Discuss About The Vermeesch Lindgren Business Law Australia.

 

Answer:

Introduction

A contract is the promise which two or more parties make for doing their part of the contractual promise. It can be formed in both oral and written manner (Turner, 2014). In order for the contract to have legal validity in the eyes of law, there is a need for some important elements to be present in every contract. The absence of any one of these elements would mean that a contract is not valid under the law. These elements include the elements of management, which include offer and acceptance, and the other elements like consideration, clarity, consent and intention (Blum, 2007). 

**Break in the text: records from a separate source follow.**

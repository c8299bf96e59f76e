//! JSON file backed progress store

use std::fs;
use std::path::{Path, PathBuf};

use super::{Progress, ProgressStore, parse_progress};
use crate::error::{Error, Result};
use crate::sim::Achievements;

/// Outcome of reading the progress file
#[derive(Debug, PartialEq)]
enum Stored {
    Missing,
    /// Unreadable or corrupt
    Unusable,
    Found(Progress),
}

impl Stored {
    fn progress(self) -> Progress {
        match self {
            Stored::Found(progress) => progress,
            Stored::Missing | Stored::Unusable => Progress::default(),
        }
    }
}

/// Stores [`Progress`] as a small JSON file
///
/// Writes go to a sibling temp file first and are renamed into place, so a
/// crash mid-write leaves the previous record intact.
#[derive(Debug, Clone)]
pub struct JsonFileStore {
    path: PathBuf,
}

impl JsonFileStore {
    pub fn new(path: impl AsRef<Path>) -> Self {
        Self {
            path: path.as_ref().to_path_buf(),
        }
    }

    pub fn path(&self) -> &Path {
        &self.path
    }

    /// Read without lifecycle logging; faults are still warned about
    fn read(&self) -> Stored {
        let raw = match fs::read_to_string(&self.path) {
            Ok(raw) => raw,
            Err(e) if e.kind() == std::io::ErrorKind::NotFound => return Stored::Missing,
            Err(e) => {
                log::warn!("Could not read {}: {}", self.path.display(), e);
                return Stored::Unusable;
            }
        };
        match parse_progress(&raw) {
            Some(progress) => Stored::Found(progress),
            None => {
                log::warn!("Corrupt progress file {}, using defaults", self.path.display());
                Stored::Unusable
            }
        }
    }

    fn write(&self, progress: &Progress) -> Result<()> {
        if let Some(dir) = self.path.parent().filter(|d| !d.as_os_str().is_empty()) {
            fs::create_dir_all(dir).map_err(|e| Error::io(dir, e))?;
        }
        let json = serde_json::to_string_pretty(progress)?;
        let tmp = self.path.with_extension("json.tmp");
        fs::write(&tmp, json).map_err(|e| Error::io(&tmp, e))?;
        fs::rename(&tmp, &self.path).map_err(|e| Error::io(&self.path, e))?;
        Ok(())
    }
}

impl ProgressStore for JsonFileStore {
    fn load(&self) -> Progress {
        match self.read() {
            Stored::Missing => {
                log::info!("No progress file at {}, starting fresh", self.path.display());
                Progress::default()
            }
            Stored::Unusable => Progress::default(),
            Stored::Found(progress) => {
                log::info!(
                    "Loaded progress from {} (best {})",
                    self.path.display(),
                    progress.best_score
                );
                progress
            }
        }
    }

    fn save_best(&mut self, best_score: u64) -> Result<()> {
        let mut progress = self.read().progress();
        if !progress.record_best(best_score) {
            return Ok(());
        }
        self.write(&progress)?;
        log::info!("Best score {} saved to {}", best_score, self.path.display());
        Ok(())
    }

    fn save_achievements(&mut self, achievements: Achievements) -> Result<()> {
        let mut progress = self.read().progress();
        if !progress.record_achievements(achievements) {
            return Ok(());
        }
        self.write(&progress)
    }
}
//! Data-driven game balance
//!
//! Every constant the simulation reads lives here so balance can be tweaked
//! from a JSON file without recompiling. Missing fields fall back to the
//! defaults in [`crate::consts`].

use std::path::Path;

use serde::{Deserialize, Serialize};

use crate::consts::*;
use crate::error::{Error, Result};

/// Balance constants for one simulation
#[derive(Debug, Clone, Copy, PartialEq, Serialize, Deserialize)]
#[serde(default)]
pub struct Tuning {
    // === World ===
    pub screen_width: f32,
    pub screen_height: f32,
    pub ground_height: f32,

    // === Actor ===
    pub actor_x: f32,
    pub actor_width: f32,
    pub actor_height: f32,
    pub gravity: f32,
    pub flap_impulse: f32,
    pub rotation_scale: f32,
    pub rotation_min: f32,
    pub rotation_max: f32,

    // === Obstacles ===
    pub obstacle_width: f32,
    pub spawn_interval: f32,
    pub gap_margin: f32,

    // === Difficulty ===
    pub base_speed: f32,
    pub speed_per_level: f32,
    pub max_speed: f32,
    pub base_gap: f32,
    pub gap_per_level: f32,
    pub min_gap: f32,
    pub points_per_level: u64,

    // === Power-ups ===
    pub powerup_chance: f64,
    pub powerup_size: f32,
    pub powerup_offset: f32,
    pub effect_duration_ticks: u32,
    pub slow_time_factor: f32,

    // === Particles ===
    pub particle_batch: usize,
    pub particle_life_ticks: u32,
    pub particle_gravity: f32,
    pub particle_speed: f32,
}

impl Default for Tuning {
    fn default() -> Self {
        Self {
            screen_width: SCREEN_WIDTH,
            screen_height: SCREEN_HEIGHT,
            ground_height: GROUND_HEIGHT,

            actor_x: ACTOR_X,
            actor_width: ACTOR_WIDTH,
            actor_height: ACTOR_HEIGHT,
            gravity: GRAVITY,
            flap_impulse: FLAP_IMPULSE,
            rotation_scale: ROTATION_SCALE,
            rotation_min: ROTATION_MIN,
            rotation_max: ROTATION_MAX,

            obstacle_width: OBSTACLE_WIDTH,
            spawn_interval: SPAWN_INTERVAL,
            gap_margin: GAP_MARGIN,

            base_speed: BASE_SPEED,
            speed_per_level: SPEED_PER_LEVEL,
            max_speed: MAX_SPEED,
            base_gap: BASE_GAP,
            gap_per_level: GAP_PER_LEVEL,
            min_gap: MIN_GAP,
            points_per_level: POINTS_PER_LEVEL,

            powerup_chance: POWERUP_CHANCE,
            powerup_size: POWERUP_SIZE,
            powerup_offset: POWERUP_OFFSET,
            effect_duration_ticks: EFFECT_DURATION_TICKS,
            slow_time_factor: SLOW_TIME_FACTOR,

            particle_batch: PARTICLE_BATCH,
            particle_life_ticks: PARTICLE_LIFE_TICKS,
            particle_gravity: PARTICLE_GRAVITY,
            particle_speed: PARTICLE_SPEED,
        }
    }
}

impl Tuning {
    /// Y coordinate of the ground line (actor bottom may not pass it)
    #[inline]
    pub fn ground_level(&self) -> f32 {
        self.screen_height - self.ground_height
    }

    /// Parse and validate tuning from JSON (partial documents allowed)
    pub fn from_json(json: &str) -> Result<Self> {
        let tuning: Tuning = serde_json::from_str(json)?;
        tuning.validate()?;
        Ok(tuning)
    }

    /// Load tuning from a JSON file
    pub fn load(path: impl AsRef<Path>) -> Result<Self> {
        let path = path.as_ref();
        let json = std::fs::read_to_string(path).map_err(|e| Error::io(path, e))?;
        let tuning = Self::from_json(&json)?;
        log::info!("Loaded tuning from {}", path.display());
        Ok(tuning)
    }

    /// Reject values that would break the simulation's invariants
    pub fn validate(&self) -> Result<()> {
        let positive = [
            ("screen_width", self.screen_width),
            ("screen_height", self.screen_height),
            ("actor_width", self.actor_width),
            ("actor_height", self.actor_height),
            ("obstacle_width", self.obstacle_width),
            ("spawn_interval", self.spawn_interval),
            ("base_speed", self.base_speed),
            ("min_gap", self.min_gap),
            ("powerup_size", self.powerup_size),
        ];
        for (name, value) in positive {
            if !(value > 0.0) {
                return Err(Error::InvalidTuning(format!("{name} must be positive, got {value}")));
            }
        }
        if self.ground_height < 0.0 || self.ground_level() <= self.actor_height {
            return Err(Error::InvalidTuning(format!(
                "ground level {} leaves no room for the actor",
                self.ground_level()
            )));
        }
        if self.min_gap <= self.actor_height {
            return Err(Error::InvalidTuning(format!(
                "min_gap {} must exceed actor_height {}",
                self.min_gap, self.actor_height
            )));
        }
        if self.base_gap < self.min_gap {
            return Err(Error::InvalidTuning("base_gap must be >= min_gap".into()));
        }
        if self.max_speed < self.base_speed {
            return Err(Error::InvalidTuning("max_speed must be >= base_speed".into()));
        }
        if self.speed_per_level < 0.0 || self.gap_per_level < 0.0 {
            return Err(Error::InvalidTuning("difficulty steps must be non-negative".into()));
        }
        if self.points_per_level == 0 {
            return Err(Error::InvalidTuning("points_per_level must be at least 1".into()));
        }
        if !(0.0..=1.0).contains(&self.powerup_chance) {
            return Err(Error::InvalidTuning(format!(
                "powerup_chance {} outside [0, 1]",
                self.powerup_chance
            )));
        }
        if !(self.slow_time_factor > 0.0 && self.slow_time_factor <= 1.0) {
            return Err(Error::InvalidTuning(format!(
                "slow_time_factor {} outside (0, 1]",
                self.slow_time_factor
            )));
        }
        if self.rotation_min > self.rotation_max {
            return Err(Error::InvalidTuning("rotation_min exceeds rotation_max".into()));
        }
        Ok(())
    }
}
//! Fuzz target for rule file loading.
//!
//! Goal: loading and compiling a rule file should **never panic** on any input.
//! Malformed files must surface as `MalformedRuleError`.
//!
//! Run with:
//! ```bash
//! cargo +nightly fuzz run fuzz_rule_file
//! ```

#![no_main]

use libfuzzer_sys::fuzz_target;
use pfrcheck_rules::{RuleSource, load};

fuzz_target!(|data: &[u8]| {
    let Ok(text) = std::str::from_utf8(data) else {
        return;
    };
    if text.len() > 64 * 1024 {
        return;
    }

    if let Ok(set) = load(RuleSource::new("fuzz.yaml", text)) {
        let compiled = set.compile();
        assert_eq!(compiled.len(), set.len());
    }
});
use pfrcheck_types::RuleIdError;

/// A rule file that cannot be accepted as a rule set.
///
/// `origin` names the source (usually a file path); `index` is the 0-based record position.
#[derive(Debug, thiserror::Error)]
pub enum MalformedRuleError {
    #[error("{origin}: invalid YAML: {message}")]
    Yaml { origin: String, message: String },

    #[error("{origin}: expected a sequence of rule records at the top level")]
    NotASequence { origin: String },

    #[error("{origin}: record #{index} is not a mapping")]
    NotAMapping { origin: String, index: usize },

    #[error("{origin}: record #{index} is missing required key `{key}`")]
    MissingKey {
        origin: String,
        index: usize,
        key: &'static str,
    },

    #[error("{origin}: record #{index}: key `{key}` must be a string")]
    NotAString {
        origin: String,
        index: usize,
        key: String,
    },

    #[error("{origin}: record #{index}: unknown key `{key}`")]
    UnknownKey {
        origin: String,
        index: usize,
        key: String,
    },

    #[error("{origin}: record #{index}: invalid req_id: {reason}")]
    InvalidId {
        origin: String,
        index: usize,
        reason: RuleIdError,
    },

    #[error("{origin}: record #{index}: duplicate req_id `{id}` (first declared in {first_origin})")]
    DuplicateId {
        origin: String,
        index: usize,
        id: String,
        first_origin: String,
    },
}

The first step in the ladder of creating a contract is for an offer to be made. This offer shows that party X has offered some terms to party Y which can be accepted or rejected by the party Y. There is a need to draw the line between invitation to treat and offer, where the invitation to treat comes before an offer, but not necessarily may be present in every case (Ayres and Klass, 2012). Tenders are classified as invitation to treat as the tenders merely invite the parties to send their quotation of terms and price for the work which the tender making party wants to get done. Upon a tender being invited, the offer has to be made, which needs to be then accepted by the tender making party (Lindgren, 2011).

 


The second step in the ladder of contract formation is acceptance. The offer which has been made by the offering party needs to be accepted by the party to which such an offer had been made. The acceptance has to be properly communicated and it is completed only when the offering party gets such acceptance communication. This is the date when the acceptance is taken to be present, which is the date when the offering party gets such acceptance communication (Andrews, 2015). A leading exception to this rule is the postal rules. The postal rules provide that the date of acceptance communication is to be taken as that date on which the accepting party posts the acceptance letter through mail. There is no relevance of the date on which the letter of acceptance actually reaches the offer making party (Gibson and Fraser, 2013).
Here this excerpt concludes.